* **ABOUT THIS EXERCISE**: Return each line in the records below that includes "PhaseOutcome".

(Stored data)

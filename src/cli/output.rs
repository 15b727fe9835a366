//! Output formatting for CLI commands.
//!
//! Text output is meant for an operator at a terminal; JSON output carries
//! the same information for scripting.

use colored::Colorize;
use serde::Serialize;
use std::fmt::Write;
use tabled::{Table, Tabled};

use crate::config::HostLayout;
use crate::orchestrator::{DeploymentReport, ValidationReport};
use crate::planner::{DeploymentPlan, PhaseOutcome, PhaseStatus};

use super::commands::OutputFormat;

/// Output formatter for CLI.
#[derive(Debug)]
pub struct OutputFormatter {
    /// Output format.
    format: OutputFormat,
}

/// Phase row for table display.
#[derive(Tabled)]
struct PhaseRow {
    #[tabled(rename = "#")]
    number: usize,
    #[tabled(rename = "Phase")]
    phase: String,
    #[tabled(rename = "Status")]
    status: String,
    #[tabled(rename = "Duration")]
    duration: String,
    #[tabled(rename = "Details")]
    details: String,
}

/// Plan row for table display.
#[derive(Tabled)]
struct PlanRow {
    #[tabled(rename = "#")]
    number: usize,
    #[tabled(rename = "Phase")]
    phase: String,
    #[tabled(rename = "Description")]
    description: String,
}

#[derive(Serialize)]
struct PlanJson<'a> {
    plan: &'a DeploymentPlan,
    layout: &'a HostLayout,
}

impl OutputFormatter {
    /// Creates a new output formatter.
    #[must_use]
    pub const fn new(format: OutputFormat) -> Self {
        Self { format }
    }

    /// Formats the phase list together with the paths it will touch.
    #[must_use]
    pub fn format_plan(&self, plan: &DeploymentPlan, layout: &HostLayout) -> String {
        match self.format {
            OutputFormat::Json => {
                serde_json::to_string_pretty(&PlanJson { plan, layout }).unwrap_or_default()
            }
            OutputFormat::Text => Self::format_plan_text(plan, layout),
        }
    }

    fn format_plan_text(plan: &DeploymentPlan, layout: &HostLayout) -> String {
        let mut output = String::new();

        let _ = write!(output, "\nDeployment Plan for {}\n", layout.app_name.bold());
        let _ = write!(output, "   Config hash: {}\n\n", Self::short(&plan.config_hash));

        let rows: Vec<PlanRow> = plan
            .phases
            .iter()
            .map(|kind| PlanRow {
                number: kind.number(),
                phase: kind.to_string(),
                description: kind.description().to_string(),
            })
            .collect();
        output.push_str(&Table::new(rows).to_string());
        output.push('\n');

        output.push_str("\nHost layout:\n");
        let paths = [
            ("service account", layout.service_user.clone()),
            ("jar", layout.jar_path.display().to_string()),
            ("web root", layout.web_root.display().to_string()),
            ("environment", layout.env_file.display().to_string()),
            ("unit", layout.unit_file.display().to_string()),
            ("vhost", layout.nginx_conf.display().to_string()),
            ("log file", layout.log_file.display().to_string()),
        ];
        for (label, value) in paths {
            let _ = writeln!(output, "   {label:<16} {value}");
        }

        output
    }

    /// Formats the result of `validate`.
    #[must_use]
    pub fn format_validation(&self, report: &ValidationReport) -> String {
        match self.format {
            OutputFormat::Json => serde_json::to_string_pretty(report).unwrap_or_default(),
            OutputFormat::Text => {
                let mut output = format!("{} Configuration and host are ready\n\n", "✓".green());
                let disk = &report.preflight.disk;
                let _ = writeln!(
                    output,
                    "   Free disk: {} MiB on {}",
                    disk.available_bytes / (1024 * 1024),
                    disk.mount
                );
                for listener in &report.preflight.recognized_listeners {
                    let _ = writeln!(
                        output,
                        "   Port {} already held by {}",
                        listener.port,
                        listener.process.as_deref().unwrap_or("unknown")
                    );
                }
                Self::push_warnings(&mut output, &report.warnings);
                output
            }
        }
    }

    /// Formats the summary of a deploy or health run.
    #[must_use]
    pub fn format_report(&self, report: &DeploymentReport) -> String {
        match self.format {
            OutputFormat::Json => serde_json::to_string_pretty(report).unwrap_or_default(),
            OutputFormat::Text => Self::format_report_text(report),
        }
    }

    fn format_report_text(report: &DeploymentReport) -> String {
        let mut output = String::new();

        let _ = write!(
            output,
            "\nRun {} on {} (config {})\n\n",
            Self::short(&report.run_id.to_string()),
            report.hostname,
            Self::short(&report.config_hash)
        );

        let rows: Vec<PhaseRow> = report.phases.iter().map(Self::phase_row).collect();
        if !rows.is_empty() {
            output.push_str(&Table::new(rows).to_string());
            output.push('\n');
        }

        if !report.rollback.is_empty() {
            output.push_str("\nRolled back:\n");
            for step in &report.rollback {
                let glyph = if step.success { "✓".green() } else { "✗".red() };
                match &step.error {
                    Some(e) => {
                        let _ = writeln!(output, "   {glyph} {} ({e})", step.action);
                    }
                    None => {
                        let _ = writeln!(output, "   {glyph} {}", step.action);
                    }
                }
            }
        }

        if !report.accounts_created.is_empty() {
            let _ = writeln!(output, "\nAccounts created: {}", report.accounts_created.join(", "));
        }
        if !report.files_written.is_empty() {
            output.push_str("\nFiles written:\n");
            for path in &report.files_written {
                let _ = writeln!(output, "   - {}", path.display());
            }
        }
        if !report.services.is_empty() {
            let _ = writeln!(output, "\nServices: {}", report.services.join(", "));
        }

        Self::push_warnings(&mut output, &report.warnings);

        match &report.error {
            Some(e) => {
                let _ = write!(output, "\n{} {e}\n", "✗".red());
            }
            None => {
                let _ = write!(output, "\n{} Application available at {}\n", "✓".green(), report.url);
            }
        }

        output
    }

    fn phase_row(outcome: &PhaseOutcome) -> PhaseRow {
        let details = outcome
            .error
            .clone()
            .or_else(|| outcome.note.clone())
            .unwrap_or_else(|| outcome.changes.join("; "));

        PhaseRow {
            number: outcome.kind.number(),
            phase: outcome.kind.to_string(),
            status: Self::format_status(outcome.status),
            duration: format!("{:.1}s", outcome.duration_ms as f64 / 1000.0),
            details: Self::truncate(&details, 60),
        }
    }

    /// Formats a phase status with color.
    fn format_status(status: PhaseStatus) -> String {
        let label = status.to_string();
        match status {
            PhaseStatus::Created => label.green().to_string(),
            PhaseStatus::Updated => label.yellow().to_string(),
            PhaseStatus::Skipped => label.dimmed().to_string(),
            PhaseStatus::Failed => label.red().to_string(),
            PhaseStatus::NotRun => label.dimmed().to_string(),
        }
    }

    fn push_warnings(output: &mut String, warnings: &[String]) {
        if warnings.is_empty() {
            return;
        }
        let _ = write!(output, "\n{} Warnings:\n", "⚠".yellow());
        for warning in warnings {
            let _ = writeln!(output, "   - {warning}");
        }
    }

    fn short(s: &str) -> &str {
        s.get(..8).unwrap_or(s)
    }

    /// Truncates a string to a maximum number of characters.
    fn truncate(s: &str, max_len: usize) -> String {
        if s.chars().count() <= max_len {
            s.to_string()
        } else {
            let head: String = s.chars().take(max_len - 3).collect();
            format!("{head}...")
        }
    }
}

* * *

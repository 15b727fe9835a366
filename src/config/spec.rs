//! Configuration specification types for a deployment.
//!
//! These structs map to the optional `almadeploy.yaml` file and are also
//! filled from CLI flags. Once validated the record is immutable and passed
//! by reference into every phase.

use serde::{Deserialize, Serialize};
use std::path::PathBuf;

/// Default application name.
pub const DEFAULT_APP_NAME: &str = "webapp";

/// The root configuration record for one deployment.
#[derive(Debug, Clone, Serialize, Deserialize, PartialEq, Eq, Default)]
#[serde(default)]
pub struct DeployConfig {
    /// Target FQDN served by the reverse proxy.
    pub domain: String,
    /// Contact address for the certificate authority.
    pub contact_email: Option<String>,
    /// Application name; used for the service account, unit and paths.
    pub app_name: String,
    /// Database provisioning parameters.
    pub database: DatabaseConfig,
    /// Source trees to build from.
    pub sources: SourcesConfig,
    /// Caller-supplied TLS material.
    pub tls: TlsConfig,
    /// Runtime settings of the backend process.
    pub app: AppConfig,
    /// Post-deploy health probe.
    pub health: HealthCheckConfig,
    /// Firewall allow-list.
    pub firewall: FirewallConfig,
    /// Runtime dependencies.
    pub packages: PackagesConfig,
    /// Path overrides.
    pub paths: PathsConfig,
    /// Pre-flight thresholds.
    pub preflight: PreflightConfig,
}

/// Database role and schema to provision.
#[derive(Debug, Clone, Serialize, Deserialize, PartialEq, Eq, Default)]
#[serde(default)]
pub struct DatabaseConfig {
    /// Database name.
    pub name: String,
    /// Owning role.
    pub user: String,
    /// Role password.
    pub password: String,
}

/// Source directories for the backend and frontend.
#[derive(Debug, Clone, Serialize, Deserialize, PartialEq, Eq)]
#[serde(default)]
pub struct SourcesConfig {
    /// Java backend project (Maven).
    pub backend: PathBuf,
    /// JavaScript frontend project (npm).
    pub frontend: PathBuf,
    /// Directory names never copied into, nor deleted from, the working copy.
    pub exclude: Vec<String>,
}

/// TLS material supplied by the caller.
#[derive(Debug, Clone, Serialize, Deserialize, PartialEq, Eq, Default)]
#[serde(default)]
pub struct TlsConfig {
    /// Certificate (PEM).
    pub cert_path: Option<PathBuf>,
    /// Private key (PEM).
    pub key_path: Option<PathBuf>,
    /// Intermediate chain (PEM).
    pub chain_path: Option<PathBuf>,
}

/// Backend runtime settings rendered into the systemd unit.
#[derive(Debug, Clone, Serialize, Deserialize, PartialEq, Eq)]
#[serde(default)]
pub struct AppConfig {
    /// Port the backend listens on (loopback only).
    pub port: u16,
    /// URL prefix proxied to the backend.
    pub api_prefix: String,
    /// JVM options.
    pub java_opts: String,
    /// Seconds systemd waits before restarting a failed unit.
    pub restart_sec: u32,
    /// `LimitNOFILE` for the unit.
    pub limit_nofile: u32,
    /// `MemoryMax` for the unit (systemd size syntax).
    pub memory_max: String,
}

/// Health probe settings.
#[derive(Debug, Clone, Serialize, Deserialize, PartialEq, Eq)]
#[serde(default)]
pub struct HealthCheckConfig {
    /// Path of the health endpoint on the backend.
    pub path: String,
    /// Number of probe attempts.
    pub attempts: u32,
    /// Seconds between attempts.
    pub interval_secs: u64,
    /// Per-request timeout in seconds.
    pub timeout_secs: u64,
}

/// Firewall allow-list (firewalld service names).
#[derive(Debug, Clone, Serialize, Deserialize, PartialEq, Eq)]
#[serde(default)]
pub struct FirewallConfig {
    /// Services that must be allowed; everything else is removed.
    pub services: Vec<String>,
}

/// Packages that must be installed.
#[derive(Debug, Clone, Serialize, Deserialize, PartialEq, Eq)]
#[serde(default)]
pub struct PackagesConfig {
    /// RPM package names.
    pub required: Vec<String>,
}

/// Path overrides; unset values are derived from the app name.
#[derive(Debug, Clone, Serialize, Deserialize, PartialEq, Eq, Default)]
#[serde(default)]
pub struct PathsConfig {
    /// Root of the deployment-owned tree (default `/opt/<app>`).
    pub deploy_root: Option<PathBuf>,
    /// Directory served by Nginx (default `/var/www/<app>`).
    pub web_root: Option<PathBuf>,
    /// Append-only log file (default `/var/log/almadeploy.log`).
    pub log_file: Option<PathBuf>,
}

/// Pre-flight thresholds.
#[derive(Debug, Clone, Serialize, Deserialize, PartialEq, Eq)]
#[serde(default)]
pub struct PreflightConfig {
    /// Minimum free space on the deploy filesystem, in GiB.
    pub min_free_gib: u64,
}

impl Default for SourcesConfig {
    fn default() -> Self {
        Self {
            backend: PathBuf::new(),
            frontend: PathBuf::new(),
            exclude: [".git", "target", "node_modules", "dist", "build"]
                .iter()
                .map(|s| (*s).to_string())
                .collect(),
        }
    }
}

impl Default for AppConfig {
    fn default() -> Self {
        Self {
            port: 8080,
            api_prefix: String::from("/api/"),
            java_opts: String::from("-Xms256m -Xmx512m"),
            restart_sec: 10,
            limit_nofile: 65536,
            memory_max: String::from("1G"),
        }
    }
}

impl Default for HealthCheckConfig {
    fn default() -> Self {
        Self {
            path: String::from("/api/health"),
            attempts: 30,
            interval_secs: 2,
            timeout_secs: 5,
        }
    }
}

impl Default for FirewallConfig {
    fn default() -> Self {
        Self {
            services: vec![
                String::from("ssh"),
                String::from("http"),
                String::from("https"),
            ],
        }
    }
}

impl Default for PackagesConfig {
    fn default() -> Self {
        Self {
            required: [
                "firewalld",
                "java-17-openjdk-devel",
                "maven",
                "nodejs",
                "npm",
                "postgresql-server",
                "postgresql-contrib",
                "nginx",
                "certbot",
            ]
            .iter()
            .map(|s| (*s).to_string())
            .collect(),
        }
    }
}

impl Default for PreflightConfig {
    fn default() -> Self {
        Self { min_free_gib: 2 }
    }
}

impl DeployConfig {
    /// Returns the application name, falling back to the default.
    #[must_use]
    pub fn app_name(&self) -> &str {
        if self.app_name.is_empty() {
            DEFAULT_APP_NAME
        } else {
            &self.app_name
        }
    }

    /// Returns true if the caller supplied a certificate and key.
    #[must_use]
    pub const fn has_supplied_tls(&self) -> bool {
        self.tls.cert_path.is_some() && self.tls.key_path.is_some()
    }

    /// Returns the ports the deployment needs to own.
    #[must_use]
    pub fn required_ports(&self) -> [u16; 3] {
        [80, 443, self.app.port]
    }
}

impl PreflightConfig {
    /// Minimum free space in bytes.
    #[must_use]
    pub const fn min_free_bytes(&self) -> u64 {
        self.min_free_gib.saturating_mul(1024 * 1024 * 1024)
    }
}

--

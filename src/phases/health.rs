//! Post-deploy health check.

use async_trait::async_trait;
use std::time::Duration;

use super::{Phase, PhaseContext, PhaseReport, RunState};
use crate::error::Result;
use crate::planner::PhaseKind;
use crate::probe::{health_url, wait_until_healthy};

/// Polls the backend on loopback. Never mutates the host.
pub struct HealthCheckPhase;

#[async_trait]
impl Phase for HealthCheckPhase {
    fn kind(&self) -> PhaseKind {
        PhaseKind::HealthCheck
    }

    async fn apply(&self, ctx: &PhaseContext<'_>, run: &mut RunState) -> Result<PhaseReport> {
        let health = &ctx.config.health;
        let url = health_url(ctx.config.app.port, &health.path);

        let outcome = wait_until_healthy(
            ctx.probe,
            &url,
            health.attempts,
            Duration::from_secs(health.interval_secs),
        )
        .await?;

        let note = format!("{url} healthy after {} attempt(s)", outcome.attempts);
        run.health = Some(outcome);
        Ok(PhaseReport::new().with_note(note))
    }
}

* **WRITTEN RESPONSE**:
use crate::planner::{DeploymentPlan, PhaseOutcome, PhaseStatus};
    fn phase_row(outcome: &PhaseOutcome) -> PhaseRow {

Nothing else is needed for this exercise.